To get there, additive machines must be industrialized. “If I am opening up two fo the same machines, they need to have the same ducting, the same wiring, the same bill of materials Orme said. If they don't, then they are two different machines. If you have two different machines, you can’t expect the same thing out of them,” Orme said.

OEMS must also provide more data access so that users can optimize their processes and prints. Data protocols among OEMs can vary considerably. She also noted that design allowables have an impact on the business case, so coupon data is critical to reduce costly testing. And when machines become obsolete, the material data should be transferable to new machines based on those design allowables.

The digital thread is another key focus at Boeing. According to Orme, digital thread technology allows the company to collect data from across the value stream (engineering data, post processing inspection, machine data, in-situ monitoring, oxygen content) and perform analytics.
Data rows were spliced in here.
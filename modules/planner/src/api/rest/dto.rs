use chrono::{DateTime, NaiveDate, NaiveTime, Utc};
use serde::{Deserialize, Serialize};
use utoipa::ToSchema;
use uuid::Uuid;

use crate::contract::model::{
    Appointment, AppointmentPatch, LogEntry, LogPatch, NewAppointment, NewLog,
};

#[derive(Debug, Clone, Serialize, ToSchema)]
#[serde(rename_all = "camelCase")]
pub struct AppointmentDto {
    pub id: Uuid,
    pub user_id: Uuid,
    pub title: String,
    pub description: Option<String>,
    pub date: NaiveDate,
    pub start_time: NaiveTime,
    pub end_time: NaiveTime,
    pub reminder: bool,
    pub created_at: DateTime<Utc>,
    pub updated_at: DateTime<Utc>,
}

impl From<Appointment> for AppointmentDto {
    fn from(a: Appointment) -> Self {
        Self {
            id: a.id,
            user_id: a.user_id,
            title: a.title,
            description: a.description,
            date: a.date,
            start_time: a.start_time,
            end_time: a.end_time,
            reminder: a.reminder,
            created_at: a.created_at,
            updated_at: a.updated_at,
        }
    }
}

#[derive(Debug, Clone, Deserialize, ToSchema)]
#[serde(rename_all = "camelCase")]
pub struct CreateAppointmentReq {
    pub user_id: Uuid,
    #[serde(default)]
    pub title: String,
    pub description: Option<String>,
    pub date: NaiveDate,
    pub start_time: NaiveTime,
    pub end_time: NaiveTime,
    #[serde(default)]
    pub reminder: bool,
}

impl From<CreateAppointmentReq> for NewAppointment {
    fn from(req: CreateAppointmentReq) -> Self {
        Self {
            user_id: req.user_id,
            title: req.title,
            description: req.description,
            date: req.date,
            start_time: req.start_time,
            end_time: req.end_time,
            reminder: req.reminder,
        }
    }
}

#[derive(Debug, Clone, Deserialize, ToSchema)]
#[serde(rename_all = "camelCase")]
pub struct UpdateAppointmentReq {
    pub user_id: Uuid,
    pub title: Option<String>,
    pub description: Option<String>,
    pub date: Option<NaiveDate>,
    pub start_time: Option<NaiveTime>,
    pub end_time: Option<NaiveTime>,
    pub reminder: Option<bool>,
}

impl From<UpdateAppointmentReq> for AppointmentPatch {
    fn from(req: UpdateAppointmentReq) -> Self {
        Self {
            title: req.title,
            description: req.description.map(Some),
            date: req.date,
            start_time: req.start_time,
            end_time: req.end_time,
            reminder: req.reminder,
        }
    }
}

#[derive(Debug, Clone, Serialize, ToSchema)]
#[serde(rename_all = "camelCase")]
pub struct LogDto {
    pub id: Uuid,
    pub user_id: Uuid,
    pub appointment_id: Option<Uuid>,
    pub text: String,
    pub date: DateTime<Utc>,
    pub created_at: DateTime<Utc>,
    pub updated_at: DateTime<Utc>,
}

impl From<LogEntry> for LogDto {
    fn from(l: LogEntry) -> Self {
        Self {
            id: l.id,
            user_id: l.user_id,
            appointment_id: l.appointment_id,
            text: l.text,
            date: l.date,
            created_at: l.created_at,
            updated_at: l.updated_at,
        }
    }
}

#[derive(Debug, Clone, Deserialize, ToSchema)]
#[serde(rename_all = "camelCase")]
pub struct CreateLogReq {
    pub user_id: Uuid,
    pub appointment_id: Option<Uuid>,
    #[serde(default)]
    pub text: String,
    pub date: DateTime<Utc>,
}

impl From<CreateLogReq> for NewLog {
    fn from(req: CreateLogReq) -> Self {
        Self {
            user_id: req.user_id,
            appointment_id: req.appointment_id,
            text: req.text,
            date: req.date,
        }
    }
}

#[derive(Debug, Clone, Deserialize, ToSchema)]
#[serde(rename_all = "camelCase")]
pub struct UpdateLogReq {
    pub user_id: Uuid,
    pub text: Option<String>,
    pub date: Option<DateTime<Utc>>,
}

impl From<UpdateLogReq> for LogPatch {
    fn from(req: UpdateLogReq) -> Self {
        Self {
            text: req.text,
            date: req.date,
        }
    }
}

#[derive(Debug, Clone, Serialize, ToSchema)]
pub struct SuccessDto {
    pub success: bool,
}

impl SuccessDto {
    pub fn ok() -> Self {
        Self { success: true }
    }
}

/// `?userId=` query scope used by the delete endpoints.
#[derive(Debug, Clone, Deserialize, ToSchema)]
#[serde(rename_all = "camelCase")]
pub struct UserScopeQuery {
    pub user_id: Uuid,
}
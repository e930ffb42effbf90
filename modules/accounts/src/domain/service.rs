use std::sync::Arc;

use argon2::{
    password_hash::{rand_core::OsRng, PasswordHash, PasswordHasher as _, SaltString},
    Argon2, PasswordVerifier as _,
};
use chrono::{Duration, Utc};
use rand::Rng;
use tracing::{debug, error, info, instrument, warn};
use uuid::Uuid;

use crate::config::AccountsConfig;
use crate::contract::model::{
    AvatarUpload, FamilyLink, FamilyLinkStatus, NewRegistration, Notification, ProfilePatch,
    UserProfile,
};
use crate::domain::error::DomainError;
use crate::domain::ports::{IdentityProvider, Mailer, ObjectStore, ProfileMirror};
use crate::domain::repo::{AccountsRepository, EmailChangeCreate};

const FAMILY_CODE_CHARSET: &[u8] = b"ABCDEFGHIJKLMNOPQRSTUVWXYZ0123456789";

/// Domain service for account lifecycle, family links, and the email-change
/// workflow. Depends only on the repository and service ports, not on infra
/// types.
#[derive(Clone)]
pub struct Service {
    repo: Arc<dyn AccountsRepository>,
    identity: Arc<dyn IdentityProvider>,
    mirror: Arc<dyn ProfileMirror>,
    objects: Arc<dyn ObjectStore>,
    mailer: Arc<dyn Mailer>,
    config: AccountsConfig,
}
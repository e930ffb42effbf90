//! SeaORM-backed repository implementation for the accounts domain port.
//!
//! The email-change invariants and the account-deletion fan-out run inside
//! database transactions here; callers get the one-pending-request guarantee
//! without holding any locks of their own.

use anyhow::Context;
use chrono::{DateTime, Duration, Utc};
use sea_orm::sea_query::{Expr, OnConflict};
use sea_orm::{
    ActiveModelTrait, ColumnTrait, DatabaseConnection, EntityTrait, QueryFilter, QueryOrder, Set,
    TransactionTrait,
};
use tracing::debug;
use uuid::Uuid;

use crate::contract::model::{
    EmailChangeRequest, FamilyLink, FamilyLinkStatus, Notification, UserProfile,
};
use crate::domain::repo::{AccountsRepository, EmailChangeCreate};
use crate::infra::storage::entity::{
    email_change_request, family_link, notification, push_token, user_profile,
};
use crate::infra::storage::mapper::json_list;

pub struct SeaOrmAccountsRepository {
    conn: DatabaseConnection,
}

impl SeaOrmAccountsRepository {
    pub fn new(conn: DatabaseConnection) -> Self {
        Self { conn }
    }
}

fn profile_active_model(p: &UserProfile) -> user_profile::ActiveModel {
    user_profile::ActiveModel {
        id: Set(p.id),
        name: Set(p.name.clone()),
        email: Set(p.email.clone()),
        relation_to_patient: Set(p.relation_to_patient.clone()),
        family_id: Set(p.family_id),
        avatar_key: Set(p.avatar_key.clone()),
        avatar_url: Set(p.avatar_url.clone()),
        main_challenges: Set(json_list(&p.main_challenges)),
        help_needs: Set(json_list(&p.help_needs)),
        terms_accepted_at: Set(p.terms_accepted_at),
        created_at: Set(p.created_at),
        updated_at: Set(p.updated_at),
    }
}

#[async_trait::async_trait]
impl AccountsRepository for SeaOrmAccountsRepository {
    async fn insert_profile(&self, profile: UserProfile) -> anyhow::Result<()> {
        profile_active_model(&profile)
            .insert(&self.conn)
            .await
            .context("insert_profile failed")?;
        Ok(())
    }

    async fn find_profile(&self, id: Uuid) -> anyhow::Result<Option<UserProfile>> {
        let found = user_profile::Entity::find_by_id(id)
            .one(&self.conn)
            .await
            .context("find_profile failed")?;
        Ok(found.map(Into::into))
    }

    async fn update_profile(&self, profile: UserProfile) -> anyhow::Result<()> {
        profile_active_model(&profile)
            .update(&self.conn)
            .await
            .context("update_profile failed")?;
        Ok(())
    }

    async fn set_avatar(&self, id: Uuid, key: &str, signed_url: &str) -> anyhow::Result<()> {
        let m = user_profile::ActiveModel {
            id: Set(id),
            avatar_key: Set(Some(key.to_string())),
            avatar_url: Set(Some(signed_url.to_string())),
            updated_at: Set(Utc::now()),
            ..Default::default()
        };
        m.update(&self.conn).await.context("set_avatar failed")?;
        Ok(())
    }

    async fn find_link_by_code(&self, code: &str) -> anyhow::Result<Option<FamilyLink>> {
        let found = family_link::Entity::find()
            .filter(family_link::Column::UniqueCode.eq(code))
            .one(&self.conn)
            .await
            .context("find_link_by_code failed")?;
        Ok(found.map(Into::into))
    }

    async fn find_link_by_creator(&self, creator_id: Uuid) -> anyhow::Result<Option<FamilyLink>> {
        let found = family_link::Entity::find()
            .filter(family_link::Column::CreatorId.eq(creator_id))
            .order_by_desc(family_link::Column::CreatedAt)
            .one(&self.conn)
            .await
            .context("find_link_by_creator failed")?;
        Ok(found.map(Into::into))
    }

    async fn find_link_by_id(&self, id: Uuid) -> anyhow::Result<Option<FamilyLink>> {
        let found = family_link::Entity::find_by_id(id)
            .one(&self.conn)
            .await
            .context("find_link_by_id failed")?;
        Ok(found.map(Into::into))
    }

    async fn insert_link(&self, link: FamilyLink) -> anyhow::Result<()> {
        let m = family_link::ActiveModel {
            id: Set(link.id),
            unique_code: Set(link.unique_code),
            creator_id: Set(link.creator_id),
            family_id: Set(link.family_id),
            status: Set(link.status.as_str().to_string()),
            member_count: Set(link.member_count),
            created_at: Set(link.created_at),
        };
        m.insert(&self.conn).await.context("insert_link failed")?;
        Ok(())
    }

    async fn bump_member_count(&self, id: Uuid) -> anyhow::Result<()> {
        family_link::Entity::update_many()
            .col_expr(
                family_link::Column::MemberCount,
                Expr::col(family_link::Column::MemberCount).add(1),
            )
            .filter(family_link::Column::Id.eq(id))
            .exec(&self.conn)
            .await
            .context("bump_member_count failed")?;
        Ok(())
    }

    async fn set_link_status(&self, id: Uuid, status: FamilyLinkStatus) -> anyhow::Result<bool> {
        let res = family_link::Entity::update_many()
            .col_expr(family_link::Column::Status, Expr::value(status.as_str()))
            .filter(family_link::Column::Id.eq(id))
            .exec(&self.conn)
            .await
            .context("set_link_status failed")?;
        Ok(res.rows_affected > 0)
    }

    async fn create_email_change(
        &self,
        user_id: Uuid,
        new_email: &str,
        code_hash: &str,
        now: DateTime<Utc>,
        cooldown: Duration,
    ) -> anyhow::Result<EmailChangeCreate> {
        let txn = self.conn.begin().await.context("begin failed")?;

        let latest = email_change_request::Entity::find()
            .filter(email_change_request::Column::UserId.eq(user_id))
            .filter(email_change_request::Column::VerifiedAt.is_null())
            .order_by_desc(email_change_request::Column::SentAt)
            .one(&txn)
            .await
            .context("cooldown lookup failed")?;

        if let Some(prev) = latest {
            if now - prev.sent_at < cooldown {
                txn.rollback().await.context("rollback failed")?;
                return Ok(EmailChangeCreate::CooldownActive {
                    since: prev.sent_at,
                });
            }
        }

        // A new request replaces every stale unverified one.
        email_change_request::Entity::delete_many()
            .filter(email_change_request::Column::UserId.eq(user_id))
            .filter(email_change_request::Column::VerifiedAt.is_null())
            .exec(&txn)
            .await
            .context("stale request cleanup failed")?;

        let m = email_change_request::ActiveModel {
            id: Set(Uuid::new_v4()),
            user_id: Set(user_id),
            new_email: Set(new_email.to_string()),
            code_hash: Set(code_hash.to_string()),
            sent_at: Set(now),
            verified_at: Set(None),
        };
        m.insert(&txn).await.context("request insert failed")?;

        txn.commit().await.context("commit failed")?;
        Ok(EmailChangeCreate::Created)
    }

    async fn latest_unverified(
        &self,
        user_id: Uuid,
    ) -> anyhow::Result<Option<EmailChangeRequest>> {
        let found = email_change_request::Entity::find()
            .filter(email_change_request::Column::UserId.eq(user_id))
            .filter(email_change_request::Column::VerifiedAt.is_null())
            .order_by_desc(email_change_request::Column::SentAt)
            .one(&self.conn)
            .await
            .context("latest_unverified failed")?;
        Ok(found.map(Into::into))
    }

    async fn finalize_email_change(
        &self,
        user_id: Uuid,
        request_id: Uuid,
        new_email: &str,
        now: DateTime<Utc>,
    ) -> anyhow::Result<()> {
        let txn = self.conn.begin().await.context("begin failed")?;

        email_change_request::Entity::update_many()
            .col_expr(email_change_request::Column::VerifiedAt, Expr::value(now))
            .filter(email_change_request::Column::Id.eq(request_id))
            .exec(&txn)
            .await
            .context("mark verified failed")?;

        email_change_request::Entity::delete_many()
            .filter(email_change_request::Column::UserId.eq(user_id))
            .filter(email_change_request::Column::Id.ne(request_id))
            .filter(email_change_request::Column::VerifiedAt.is_null())
            .exec(&txn)
            .await
            .context("unverified cleanup failed")?;

        user_profile::Entity::update_many()
            .col_expr(user_profile::Column::Email, Expr::value(new_email))
            .col_expr(user_profile::Column::UpdatedAt, Expr::value(now))
            .filter(user_profile::Column::Id.eq(user_id))
            .exec(&txn)
            .await
            .context("profile email update failed")?;

        txn.commit().await.context("commit failed")?;
        Ok(())
    }

    async fn upsert_push_token(
        &self,
        user_id: Uuid,
        token: &str,
        platform: &str,
        now: DateTime<Utc>,
    ) -> anyhow::Result<()> {
        let m = push_token::ActiveModel {
            id: Set(Uuid::new_v4()),
            user_id: Set(user_id),
            token: Set(token.to_string()),
            platform: Set(platform.to_string()),
            created_at: Set(now),
        };
        push_token::Entity::insert(m)
            .on_conflict(
                OnConflict::columns([push_token::Column::UserId, push_token::Column::Token])
                    .update_column(push_token::Column::Platform)
                    .to_owned(),
            )
            .exec_without_returning(&self.conn)
            .await
            .context("upsert_push_token failed")?;
        Ok(())
    }

    async fn list_notifications(&self, user_id: Uuid) -> anyhow::Result<Vec<Notification>> {
        let rows = notification::Entity::find()
            .filter(notification::Column::UserId.eq(user_id))
            .order_by_desc(notification::Column::CreatedAt)
            .all(&self.conn)
            .await
            .context("list_notifications failed")?;
        Ok(rows.into_iter().map(Into::into).collect())
    }

    async fn delete_account_data(&self, user_id: Uuid) -> anyhow::Result<bool> {
        let txn = self.conn.begin().await.context("begin failed")?;

        let profile = user_profile::Entity::find_by_id(user_id)
            .one(&txn)
            .await
            .context("profile lookup failed")?;
        if profile.is_none() {
            txn.rollback().await.context("rollback failed")?;
            return Ok(false);
        }

        let planner_rows = planner::infra::storage::repo::purge_user_rows(&txn, user_id)
            .await
            .context("planner purge failed")?;

        let notifications = notification::Entity::delete_many()
            .filter(notification::Column::UserId.eq(user_id))
            .exec(&txn)
            .await
            .context("notification purge failed")?
            .rows_affected;
        let push_tokens = push_token::Entity::delete_many()
            .filter(push_token::Column::UserId.eq(user_id))
            .exec(&txn)
            .await
            .context("push token purge failed")?
            .rows_affected;
        let family_links = family_link::Entity::delete_many()
            .filter(family_link::Column::CreatorId.eq(user_id))
            .exec(&txn)
            .await
            .context("family link purge failed")?
            .rows_affected;
        let email_changes = email_change_request::Entity::delete_many()
            .filter(email_change_request::Column::UserId.eq(user_id))
            .exec(&txn)
            .await
            .context("email change purge failed")?
            .rows_affected;

        user_profile::Entity::delete_by_id(user_id)
            .exec(&txn)
            .await
            .context("profile delete failed")?;

        txn.commit().await.context("commit failed")?;

        debug!(
            %user_id,
            planner_rows,
            notifications,
            push_tokens,
            family_links,
            email_changes,
            "Account data fan-out deleted"
        );
        Ok(true)
    }
}
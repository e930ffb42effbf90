use async_trait::async_trait;
use uuid::Uuid;

use crate::contract::model::{Guide, Personalization};

/// Port to the headless CMS. The upstream only filters by visibility and
/// relation; tag matching happens on our side.
#[async_trait]
pub trait ContentSource: Send + Sync {
    async fn guides_for_relation(&self, relation: &str) -> anyhow::Result<Vec<Guide>>;
}

/// Port to whoever owns user personalization answers (the accounts module,
/// wired in the server binary).
#[async_trait]
pub trait ProfileSource: Send + Sync {
    async fn personalization(&self, user_id: Uuid) -> anyhow::Result<Option<Personalization>>;
}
The analytics leverages AI and machine learning. 

“We use that to create models and feed that back into our value stream for optimization,” Orme said. “That allows us to get better, to optimize our value stream, and to really ensure quality.”

Data will be critical for expanding the use of additive manufacturing, Orme said. “We need  to have done the homework and we need that deep understanding of how to mitigate risk so that additive manufacturing becomes a standard, viable manufacturing option so we can create differentiated products, not just differentiated parts,” she said.

Companies also need to embrace additive as a new way of approaching part and product design. “To really embrace additive manufacturing, you have to let glo of the Plan B of traditional manufacturing solutions,” she said. “That is going to be limiting in terms of the value you get.”